| WHAT TO DO |
The reply to the records below should contain exactly the lines from the line with "filename crates/zmview-core/src/models/mod.rs" through the line with "repository 96f04f016fc1be80", and nothing besides.

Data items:

---

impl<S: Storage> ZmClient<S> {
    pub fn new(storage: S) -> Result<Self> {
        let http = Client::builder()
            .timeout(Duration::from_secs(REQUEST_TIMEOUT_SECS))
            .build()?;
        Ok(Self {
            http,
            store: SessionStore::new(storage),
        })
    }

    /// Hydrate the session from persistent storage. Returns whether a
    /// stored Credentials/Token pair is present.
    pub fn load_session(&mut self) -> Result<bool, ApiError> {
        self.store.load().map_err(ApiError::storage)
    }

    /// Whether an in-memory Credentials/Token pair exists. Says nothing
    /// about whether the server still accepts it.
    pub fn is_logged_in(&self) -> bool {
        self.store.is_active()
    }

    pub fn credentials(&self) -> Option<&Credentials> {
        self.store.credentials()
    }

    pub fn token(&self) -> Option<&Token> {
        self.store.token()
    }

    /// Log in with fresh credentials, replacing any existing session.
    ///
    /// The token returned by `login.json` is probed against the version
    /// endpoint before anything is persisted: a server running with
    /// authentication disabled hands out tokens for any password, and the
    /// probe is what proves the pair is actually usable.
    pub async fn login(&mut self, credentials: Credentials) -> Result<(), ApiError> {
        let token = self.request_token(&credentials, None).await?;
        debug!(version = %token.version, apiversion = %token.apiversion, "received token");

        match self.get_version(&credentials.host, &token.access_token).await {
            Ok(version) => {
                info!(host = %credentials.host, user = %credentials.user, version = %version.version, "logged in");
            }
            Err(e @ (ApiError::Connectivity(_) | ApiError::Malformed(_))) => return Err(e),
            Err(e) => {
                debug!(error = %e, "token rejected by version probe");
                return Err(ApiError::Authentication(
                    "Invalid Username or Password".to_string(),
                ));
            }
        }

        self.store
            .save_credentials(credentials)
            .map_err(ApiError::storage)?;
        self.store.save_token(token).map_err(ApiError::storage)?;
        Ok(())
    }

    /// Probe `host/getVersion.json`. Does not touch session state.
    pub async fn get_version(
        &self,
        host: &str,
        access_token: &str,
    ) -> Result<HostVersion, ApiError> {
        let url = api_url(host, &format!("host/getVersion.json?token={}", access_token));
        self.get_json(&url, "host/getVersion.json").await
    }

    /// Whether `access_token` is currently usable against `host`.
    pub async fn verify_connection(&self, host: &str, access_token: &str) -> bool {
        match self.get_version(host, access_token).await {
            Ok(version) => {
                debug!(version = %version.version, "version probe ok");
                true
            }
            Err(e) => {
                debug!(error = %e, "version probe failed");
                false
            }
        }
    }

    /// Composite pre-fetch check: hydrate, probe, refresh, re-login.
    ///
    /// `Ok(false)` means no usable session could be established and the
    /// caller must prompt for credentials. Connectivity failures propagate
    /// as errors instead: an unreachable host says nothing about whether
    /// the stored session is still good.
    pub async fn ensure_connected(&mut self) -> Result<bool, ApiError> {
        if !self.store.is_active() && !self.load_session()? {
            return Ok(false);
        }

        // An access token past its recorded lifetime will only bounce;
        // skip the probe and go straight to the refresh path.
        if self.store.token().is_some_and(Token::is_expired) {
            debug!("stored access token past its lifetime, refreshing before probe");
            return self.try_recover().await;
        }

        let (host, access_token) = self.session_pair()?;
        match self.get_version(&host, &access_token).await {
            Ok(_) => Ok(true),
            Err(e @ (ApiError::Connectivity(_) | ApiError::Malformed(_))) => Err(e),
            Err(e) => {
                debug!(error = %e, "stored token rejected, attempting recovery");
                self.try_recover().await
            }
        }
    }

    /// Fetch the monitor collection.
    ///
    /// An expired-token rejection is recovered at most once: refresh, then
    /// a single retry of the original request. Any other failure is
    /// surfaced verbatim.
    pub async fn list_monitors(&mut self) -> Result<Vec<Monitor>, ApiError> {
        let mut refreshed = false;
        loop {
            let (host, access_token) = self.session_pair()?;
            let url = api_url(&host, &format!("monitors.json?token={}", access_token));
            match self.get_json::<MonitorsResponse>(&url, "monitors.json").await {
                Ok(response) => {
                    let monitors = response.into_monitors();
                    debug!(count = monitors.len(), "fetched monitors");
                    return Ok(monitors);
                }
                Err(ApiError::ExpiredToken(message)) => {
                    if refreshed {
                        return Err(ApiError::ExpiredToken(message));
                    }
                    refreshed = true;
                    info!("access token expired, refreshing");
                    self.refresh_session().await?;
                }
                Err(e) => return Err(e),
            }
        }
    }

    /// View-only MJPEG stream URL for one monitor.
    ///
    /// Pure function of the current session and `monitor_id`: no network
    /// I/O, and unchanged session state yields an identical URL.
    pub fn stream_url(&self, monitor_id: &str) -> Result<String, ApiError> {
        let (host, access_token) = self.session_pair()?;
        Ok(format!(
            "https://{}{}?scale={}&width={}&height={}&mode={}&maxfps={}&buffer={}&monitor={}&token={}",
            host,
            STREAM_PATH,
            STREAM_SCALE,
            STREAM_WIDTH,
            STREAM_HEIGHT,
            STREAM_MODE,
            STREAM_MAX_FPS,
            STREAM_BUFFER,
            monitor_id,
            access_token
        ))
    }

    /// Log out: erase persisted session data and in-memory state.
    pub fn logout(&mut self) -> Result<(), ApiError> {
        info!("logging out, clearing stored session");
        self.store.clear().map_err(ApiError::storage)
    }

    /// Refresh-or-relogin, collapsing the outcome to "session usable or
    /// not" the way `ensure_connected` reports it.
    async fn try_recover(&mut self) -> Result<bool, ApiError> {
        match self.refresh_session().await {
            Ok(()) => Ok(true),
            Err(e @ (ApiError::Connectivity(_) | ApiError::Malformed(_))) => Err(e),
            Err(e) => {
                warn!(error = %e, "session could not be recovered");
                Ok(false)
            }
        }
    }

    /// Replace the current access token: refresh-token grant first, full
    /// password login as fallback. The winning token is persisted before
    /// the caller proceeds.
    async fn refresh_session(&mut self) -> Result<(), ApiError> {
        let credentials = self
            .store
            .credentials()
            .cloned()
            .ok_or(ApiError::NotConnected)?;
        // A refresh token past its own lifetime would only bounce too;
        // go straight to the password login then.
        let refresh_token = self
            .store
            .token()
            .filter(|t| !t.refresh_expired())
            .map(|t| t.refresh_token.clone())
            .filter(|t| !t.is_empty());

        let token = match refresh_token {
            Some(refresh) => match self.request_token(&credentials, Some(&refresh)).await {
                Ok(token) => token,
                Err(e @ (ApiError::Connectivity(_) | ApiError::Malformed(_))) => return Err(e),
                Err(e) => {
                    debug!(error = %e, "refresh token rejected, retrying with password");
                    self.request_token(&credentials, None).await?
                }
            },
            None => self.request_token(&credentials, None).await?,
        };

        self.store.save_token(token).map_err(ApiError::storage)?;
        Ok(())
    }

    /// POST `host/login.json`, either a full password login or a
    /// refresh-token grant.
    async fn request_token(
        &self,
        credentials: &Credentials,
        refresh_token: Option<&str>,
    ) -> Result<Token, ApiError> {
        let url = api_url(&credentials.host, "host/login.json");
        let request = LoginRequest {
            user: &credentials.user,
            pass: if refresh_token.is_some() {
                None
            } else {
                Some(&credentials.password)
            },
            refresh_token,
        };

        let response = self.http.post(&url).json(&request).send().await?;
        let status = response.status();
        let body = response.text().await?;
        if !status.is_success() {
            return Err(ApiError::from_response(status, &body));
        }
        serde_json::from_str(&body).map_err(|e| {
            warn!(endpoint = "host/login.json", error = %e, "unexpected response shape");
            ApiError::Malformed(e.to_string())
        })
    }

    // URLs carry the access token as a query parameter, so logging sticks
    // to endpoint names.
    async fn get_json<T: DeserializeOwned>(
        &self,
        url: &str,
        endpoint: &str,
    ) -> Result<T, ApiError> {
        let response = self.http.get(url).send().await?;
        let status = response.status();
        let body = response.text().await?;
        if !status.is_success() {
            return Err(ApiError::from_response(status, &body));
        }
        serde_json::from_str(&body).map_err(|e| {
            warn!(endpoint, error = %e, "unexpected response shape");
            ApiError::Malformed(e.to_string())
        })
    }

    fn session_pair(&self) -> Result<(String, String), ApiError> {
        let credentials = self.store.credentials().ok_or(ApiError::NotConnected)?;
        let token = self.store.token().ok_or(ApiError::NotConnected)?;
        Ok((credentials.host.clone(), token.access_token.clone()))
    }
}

---

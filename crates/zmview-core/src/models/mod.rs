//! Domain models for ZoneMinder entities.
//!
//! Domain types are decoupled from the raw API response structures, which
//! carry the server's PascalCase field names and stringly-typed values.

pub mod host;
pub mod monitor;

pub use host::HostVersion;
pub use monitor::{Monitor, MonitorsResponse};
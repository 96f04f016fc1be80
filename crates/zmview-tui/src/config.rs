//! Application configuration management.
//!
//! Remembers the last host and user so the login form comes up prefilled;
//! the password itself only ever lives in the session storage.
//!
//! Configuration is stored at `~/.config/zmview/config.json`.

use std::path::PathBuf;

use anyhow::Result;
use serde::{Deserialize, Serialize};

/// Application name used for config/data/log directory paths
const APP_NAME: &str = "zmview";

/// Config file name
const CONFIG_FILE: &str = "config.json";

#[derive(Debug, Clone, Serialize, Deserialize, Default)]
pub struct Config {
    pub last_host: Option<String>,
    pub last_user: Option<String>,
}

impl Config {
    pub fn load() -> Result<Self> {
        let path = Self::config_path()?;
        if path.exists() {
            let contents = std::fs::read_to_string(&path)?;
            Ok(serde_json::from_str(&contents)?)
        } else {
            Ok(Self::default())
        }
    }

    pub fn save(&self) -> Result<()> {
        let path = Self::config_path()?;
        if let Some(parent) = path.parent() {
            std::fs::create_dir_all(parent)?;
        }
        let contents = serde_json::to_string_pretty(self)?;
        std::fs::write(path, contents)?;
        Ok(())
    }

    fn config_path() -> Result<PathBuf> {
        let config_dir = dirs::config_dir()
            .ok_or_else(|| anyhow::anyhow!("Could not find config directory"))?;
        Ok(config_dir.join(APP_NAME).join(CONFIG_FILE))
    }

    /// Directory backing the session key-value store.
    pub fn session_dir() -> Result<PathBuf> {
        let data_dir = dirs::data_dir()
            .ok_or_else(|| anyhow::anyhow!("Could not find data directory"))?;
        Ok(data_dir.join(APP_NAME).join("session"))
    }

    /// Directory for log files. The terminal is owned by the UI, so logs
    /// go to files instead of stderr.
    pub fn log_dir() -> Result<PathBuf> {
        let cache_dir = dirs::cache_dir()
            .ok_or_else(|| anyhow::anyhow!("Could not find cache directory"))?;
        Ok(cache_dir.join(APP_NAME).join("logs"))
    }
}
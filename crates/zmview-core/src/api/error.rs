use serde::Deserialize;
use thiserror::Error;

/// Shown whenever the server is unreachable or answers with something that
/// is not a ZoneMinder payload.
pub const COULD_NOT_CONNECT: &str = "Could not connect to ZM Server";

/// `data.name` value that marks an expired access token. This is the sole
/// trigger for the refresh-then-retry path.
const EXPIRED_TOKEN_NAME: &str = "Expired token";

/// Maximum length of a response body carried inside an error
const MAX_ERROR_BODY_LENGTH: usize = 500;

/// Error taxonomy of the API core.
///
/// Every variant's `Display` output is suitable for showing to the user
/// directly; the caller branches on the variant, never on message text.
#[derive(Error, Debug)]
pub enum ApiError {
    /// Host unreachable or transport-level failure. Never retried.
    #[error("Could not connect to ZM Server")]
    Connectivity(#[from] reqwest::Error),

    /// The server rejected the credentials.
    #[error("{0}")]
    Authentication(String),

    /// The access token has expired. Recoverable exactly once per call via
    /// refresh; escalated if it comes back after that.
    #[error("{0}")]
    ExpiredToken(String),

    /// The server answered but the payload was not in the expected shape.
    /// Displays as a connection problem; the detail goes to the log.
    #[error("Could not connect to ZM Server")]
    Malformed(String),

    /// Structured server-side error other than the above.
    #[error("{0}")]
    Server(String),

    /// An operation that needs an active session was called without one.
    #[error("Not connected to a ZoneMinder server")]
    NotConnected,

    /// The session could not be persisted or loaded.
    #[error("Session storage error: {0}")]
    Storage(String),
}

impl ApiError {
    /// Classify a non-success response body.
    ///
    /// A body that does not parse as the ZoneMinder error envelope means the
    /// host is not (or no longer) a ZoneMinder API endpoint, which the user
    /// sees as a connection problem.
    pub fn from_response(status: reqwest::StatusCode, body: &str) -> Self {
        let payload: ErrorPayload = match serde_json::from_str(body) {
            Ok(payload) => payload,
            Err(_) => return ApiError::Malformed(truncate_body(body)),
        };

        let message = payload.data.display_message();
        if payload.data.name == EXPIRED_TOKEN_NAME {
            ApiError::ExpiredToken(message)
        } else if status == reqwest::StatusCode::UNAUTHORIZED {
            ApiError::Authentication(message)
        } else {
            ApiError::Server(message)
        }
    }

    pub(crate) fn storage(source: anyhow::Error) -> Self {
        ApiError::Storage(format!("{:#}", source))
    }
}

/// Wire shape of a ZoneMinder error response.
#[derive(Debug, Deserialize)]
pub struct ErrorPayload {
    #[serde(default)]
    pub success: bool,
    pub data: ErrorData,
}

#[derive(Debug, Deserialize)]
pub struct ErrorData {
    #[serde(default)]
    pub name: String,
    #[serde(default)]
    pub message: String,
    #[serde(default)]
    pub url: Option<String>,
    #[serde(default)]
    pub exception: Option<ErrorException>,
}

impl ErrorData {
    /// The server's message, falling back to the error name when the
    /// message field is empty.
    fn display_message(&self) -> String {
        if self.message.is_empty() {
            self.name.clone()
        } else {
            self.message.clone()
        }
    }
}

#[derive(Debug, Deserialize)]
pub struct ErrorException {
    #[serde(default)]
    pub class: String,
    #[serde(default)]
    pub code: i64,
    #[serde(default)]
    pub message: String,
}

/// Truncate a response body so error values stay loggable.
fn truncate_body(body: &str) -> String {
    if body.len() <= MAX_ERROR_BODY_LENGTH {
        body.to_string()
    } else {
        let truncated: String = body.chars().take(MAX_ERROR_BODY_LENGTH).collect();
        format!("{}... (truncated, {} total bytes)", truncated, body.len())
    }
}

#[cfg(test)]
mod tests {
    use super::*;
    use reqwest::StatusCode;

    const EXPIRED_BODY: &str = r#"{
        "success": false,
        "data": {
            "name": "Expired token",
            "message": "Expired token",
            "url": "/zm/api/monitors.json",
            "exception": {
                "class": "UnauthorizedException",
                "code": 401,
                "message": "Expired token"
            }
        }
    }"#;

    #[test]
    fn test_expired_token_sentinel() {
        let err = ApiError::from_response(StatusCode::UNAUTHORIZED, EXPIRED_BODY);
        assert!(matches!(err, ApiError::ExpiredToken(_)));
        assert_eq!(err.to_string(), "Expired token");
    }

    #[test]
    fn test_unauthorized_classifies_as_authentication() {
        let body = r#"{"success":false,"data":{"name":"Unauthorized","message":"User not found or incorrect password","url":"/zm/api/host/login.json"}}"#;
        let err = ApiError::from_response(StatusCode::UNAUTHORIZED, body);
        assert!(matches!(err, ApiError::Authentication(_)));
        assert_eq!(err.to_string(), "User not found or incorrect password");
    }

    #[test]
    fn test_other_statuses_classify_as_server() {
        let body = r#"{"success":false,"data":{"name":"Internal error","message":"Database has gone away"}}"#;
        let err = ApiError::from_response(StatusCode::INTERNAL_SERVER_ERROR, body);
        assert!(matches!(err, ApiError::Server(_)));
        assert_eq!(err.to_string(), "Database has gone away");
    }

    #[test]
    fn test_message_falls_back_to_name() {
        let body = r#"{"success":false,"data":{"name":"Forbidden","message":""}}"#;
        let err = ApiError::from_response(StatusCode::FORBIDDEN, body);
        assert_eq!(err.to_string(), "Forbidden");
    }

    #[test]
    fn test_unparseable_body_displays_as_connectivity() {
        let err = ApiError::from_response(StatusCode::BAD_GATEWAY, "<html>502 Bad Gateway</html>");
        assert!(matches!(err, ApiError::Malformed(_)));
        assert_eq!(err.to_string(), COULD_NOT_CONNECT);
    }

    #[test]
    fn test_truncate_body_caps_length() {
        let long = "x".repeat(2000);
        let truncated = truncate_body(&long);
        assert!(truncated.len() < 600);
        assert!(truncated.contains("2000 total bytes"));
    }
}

---

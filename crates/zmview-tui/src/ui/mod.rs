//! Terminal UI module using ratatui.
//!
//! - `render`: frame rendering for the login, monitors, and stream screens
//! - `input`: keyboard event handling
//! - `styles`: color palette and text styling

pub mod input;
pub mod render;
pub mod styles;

---

| SOLUTION TO THIS TASK |
filename crates/zmview-core/src/models/mod.rs
//! Domain models for ZoneMinder entities.
//!
//! Domain types are decoupled from the raw API response structures, which
//! carry the server's PascalCase field names and stringly-typed values.

pub mod host;
pub mod monitor;

pub use host::HostVersion;
pub use monitor::{Monitor, MonitorsResponse};
repository 96f04f016fc1be80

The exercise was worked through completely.